The next morning, he awoke Manchester with a credit card corner of coke in one hand and the remainder of my Old Monk rum bottle in the other. His mad cow eyes and four-foot-long dreadlocks were as nonsensical as nipples spouting vodka. Manchester responded correspondingly. He beamed love and tenderness, sniffed and sucked. Manchester and the Kiwi then woke me and the other Brit up and we whirled to Leopold's restaurant for some beer.
The Kiwi recounted his night over a cigarette and a beer pitcher at ten in the morning. Bagpiper Whiskey caused his coarse memory, but he recalled purchasing two grams of coke from a street drug dealer. He had never tried coke in his life. Fueled by Special Olympics in a bottle, coke seemed a good idea.
Hours later the Kiwi returned to our guesthouse. He walked up the stairs but couldn't find the hotel entrance. The different levels with varying hotels, shops and signs confused him. He wobbled outside and noticed scaffolding near the building. His six-foot-four-inch body with four-foot-long dreadlocks monkey-maneuvered up the scaffolding until he was outside our floor. He assaulted the window with his fist. A man we had slurred to earlier while waiting for the
Bollywood jeep opened the window. Asshole refused to let the Kiwi inside, telling him that there was a gap and it was too dangerous. Kiwi coerced a window open and tumbled into the worker's sleeping room.
"Sorry mate. I'm just sorry. Sorry love," he apologized to a two hundred pound woman sleeping on a broom.
The Kiwi's body pinball-machined the hallway. It took him seven minutes to open his door.
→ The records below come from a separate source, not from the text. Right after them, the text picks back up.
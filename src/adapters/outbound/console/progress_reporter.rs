use crate::ports::outbound::ProgressReporter;
use indicatif::{ProgressBar, ProgressStyle};
use std::cell::RefCell;
use std::time::Duration;

/// StderrProgressReporter adapter for reporting progress to stderr
///
/// Writes progress to stderr so it doesn't interfere with report output
/// on stdout. Uses an indicatif spinner while an operation is running.
pub struct StderrProgressReporter {
    spinner: RefCell<Option<ProgressBar>>,
}

impl StderrProgressReporter {
    pub fn new() -> Self {
        Self {
            spinner: RefCell::new(None),
        }
    }
}

impl Default for StderrProgressReporter {
    fn default() -> Self {
        Self::new()
    }
}

impl ProgressReporter for StderrProgressReporter {
    fn begin(&self, message: &str) {
        let pb = ProgressBar::new_spinner();
        pb.set_style(
            ProgressStyle::default_spinner()
                .template("{spinner:.green} {msg}")
                .expect("Failed to set spinner template"),
        );
        pb.enable_steady_tick(Duration::from_millis(120));
        pb.set_message(message.to_string());
        *self.spinner.borrow_mut() = Some(pb);
    }

    fn report(&self, message: &str) {
        match self.spinner.borrow().as_ref() {
            Some(pb) => pb.println(message),
            None => eprintln!("{}", message),
        }
    }

    fn warn(&self, message: &str) {
        match self.spinner.borrow().as_ref() {
            Some(pb) => pb.println(format!("⚠️  {}", message)),
            None => eprintln!("⚠️  {}", message),
        }
    }

    fn complete(&self, message: &str) {
        if let Some(pb) = self.spinner.borrow_mut().take() {
            pb.finish_and_clear();
        }
        eprintln!("✅ {}", message);
    }
}
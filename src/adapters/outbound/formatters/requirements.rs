use crate::application::dto::DetectReport;

/// Renders the primary packages of a detection report as a pip-style pin
/// list, one `name==version` per line.
pub fn render_requirements(report: &DetectReport) -> String {
    let mut out = String::from("# Primary dependencies detected by pyprov\n\n");
    for result in &report.packages {
        if result.package.version.is_empty() {
            out.push_str(&format!("{}\n", result.package.name));
        } else {
            out.push_str(&format!(
                "{}=={}\n",
                result.package.name, result.package.version
            ));
        }
    }
    out
}
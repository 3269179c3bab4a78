use crate::application::dto::{AnalyzeReport, DetectReport};
use crate::ports::outbound::ReportFormatter;
use crate::primary_detection::domain::ClassificationResult;
use crate::shared::Result;
use crate::source_routing::domain::{HybridResolution, SourceClassification};
use owo_colors::OwoColorize;
use std::fmt::Write;

/// At most this many dependents are listed per package; the rest collapse
/// into a `(+N more)` suffix.
const MAX_DEPENDENTS_SHOWN: usize = 3;

/// TextReportFormatter renders reports for human consumption on a
/// terminal.
pub struct TextReportFormatter {
    show_dependents: bool,
}

impl TextReportFormatter {
    pub fn new(show_dependents: bool) -> Self {
        Self { show_dependents }
    }
}

impl Default for TextReportFormatter {
    fn default() -> Self {
        Self::new(false)
    }
}

impl ReportFormatter for TextReportFormatter {
    fn format_detect(&self, report: &DetectReport) -> Result<String> {
        let mut out = String::new();

        if report.packages.is_empty() {
            writeln!(out, "{}", "No primary packages detected.".yellow())?;
            writeln!(out)?;
            writeln!(
                out,
                "Environment: {} · {} installed",
                report.environment,
                report.total_installed
            )?;
            return Ok(out);
        }

        writeln!(
            out,
            "{}",
            format!("Primary Dependencies ({} found)", report.packages.len()).bold()
        )?;
        writeln!(out)?;

        let name_width = report
            .packages
            .iter()
            .map(|r| r.package.name.as_str().len())
            .max()
            .unwrap_or(0)
            .max("PACKAGE".len());
        let version_width = report
            .packages
            .iter()
            .map(|r| r.package.version.len())
            .max()
            .unwrap_or(0)
            .max("VERSION".len());

        write!(
            out,
            "{:<name_width$}  {:<version_width$}  {:<8}",
            "PACKAGE", "VERSION", "ORIGIN"
        )?;
        if self.show_dependents {
            write!(out, "  DEPENDENTS")?;
        }
        writeln!(out)?;

        for result in &report.packages {
            // pad before coloring so escape codes don't skew the columns
            let name = format!("{:<name_width$}", result.package.name.as_str());
            let version = format!("{:<version_width$}", result.package.version);
            let origin = result.package.origin.to_string();
            write!(out, "{}  {}  {:<8}", name.cyan(), version.green(), origin)?;
            if self.show_dependents {
                write!(out, "  {}", render_dependents(result))?;
            }
            writeln!(out)?;
        }

        writeln!(out)?;
        writeln!(
            out,
            "Environment: {} · {} installed, {} primary",
            report.environment,
            report.total_installed,
            report.primary_count()
        )?;
        Ok(out)
    }

    fn format_analyze(&self, report: &AnalyzeReport) -> Result<String> {
        let mut out = String::new();

        writeln!(out, "{}", "Package Source Analysis".bold())?;
        writeln!(out)?;

        if !report.analysis.conda_packages.is_empty() {
            writeln!(
                out,
                "Conda channel ({}):",
                report.analysis.conda_packages.len()
            )?;
            for classification in &report.analysis.conda_packages {
                writeln!(out, "  {}", render_conda_entry(classification))?;
            }
            writeln!(out)?;
        }

        if !report.analysis.pip_packages.is_empty() {
            writeln!(out, "Pip channel ({}):", report.analysis.pip_packages.len())?;
            for classification in &report.analysis.pip_packages {
                writeln!(
                    out,
                    "  {}  {}",
                    classification.original.cyan(),
                    classification.reason.dimmed()
                )?;
            }
            writeln!(out)?;
        }

        if report.analysis.is_empty() {
            writeln!(out, "{}", "Nothing to classify.".yellow())?;
            writeln!(out)?;
        }

        if !report.analysis.recommendations.is_empty() {
            writeln!(out, "{}", "Recommendations:".bold())?;
            for recommendation in &report.analysis.recommendations {
                writeln!(out, "  • {}", recommendation.yellow())?;
            }
            writeln!(out)?;
        }

        if let Some(resolution) = &report.resolution {
            render_resolution(&mut out, resolution)?;
        }

        Ok(out)
    }
}

fn render_dependents(result: &ClassificationResult) -> String {
    if result.dependents.is_empty() {
        return "none".to_string();
    }
    let shown: Vec<&str> = result
        .dependents
        .iter()
        .take(MAX_DEPENDENTS_SHOWN)
        .map(|name| name.as_str())
        .collect();
    let mut rendered = shown.join(", ");
    let hidden = result.dependents.len().saturating_sub(MAX_DEPENDENTS_SHOWN);
    if hidden > 0 {
        write!(rendered, " (+{} more)", hidden).ok();
    }
    rendered
}

fn render_conda_entry(classification: &SourceClassification) -> String {
    let original = classification.original.cyan().to_string();
    match classification.conda_name.as_deref() {
        Some(conda_name) if conda_name != classification.original => {
            format!(
                "{} -> {}  {}",
                original,
                conda_name.green(),
                classification.reason.dimmed()
            )
        }
        _ => format!("{}  {}", original, classification.reason.dimmed()),
    }
}

fn render_resolution(out: &mut String, resolution: &HybridResolution) -> Result<()> {
    match resolution {
        HybridResolution::CondaHybrid {
            environment,
            conda_count,
            pip_count,
            ..
        } => {
            writeln!(
                out,
                "{}",
                format!(
                    "Hybrid environment ({} conda, {} pip):",
                    conda_count, pip_count
                )
                .bold()
            )?;
            writeln!(out)?;
            out.push_str(&environment.to_yaml()?);
        }
        HybridResolution::Pip { packages, .. } => {
            writeln!(out, "{}", "Pip-only environment:".bold())?;
            for package in packages {
                writeln!(out, "  {}", package)?;
            }
        }
    }
    Ok(())
}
He lay in bed for twenty-five minutes, soaked in silence and eyes as wide as a prostitute's legs. A European girl screamed at him, "For God's sake, keep it down!"
"I've been fucking silent for twenty minutes, Bitch!" he related in Leopold's restaurant, permeated with families and young children consuming breakfast.
"You daft cunt!" Manchester exclaimed. "You were probably still making noise."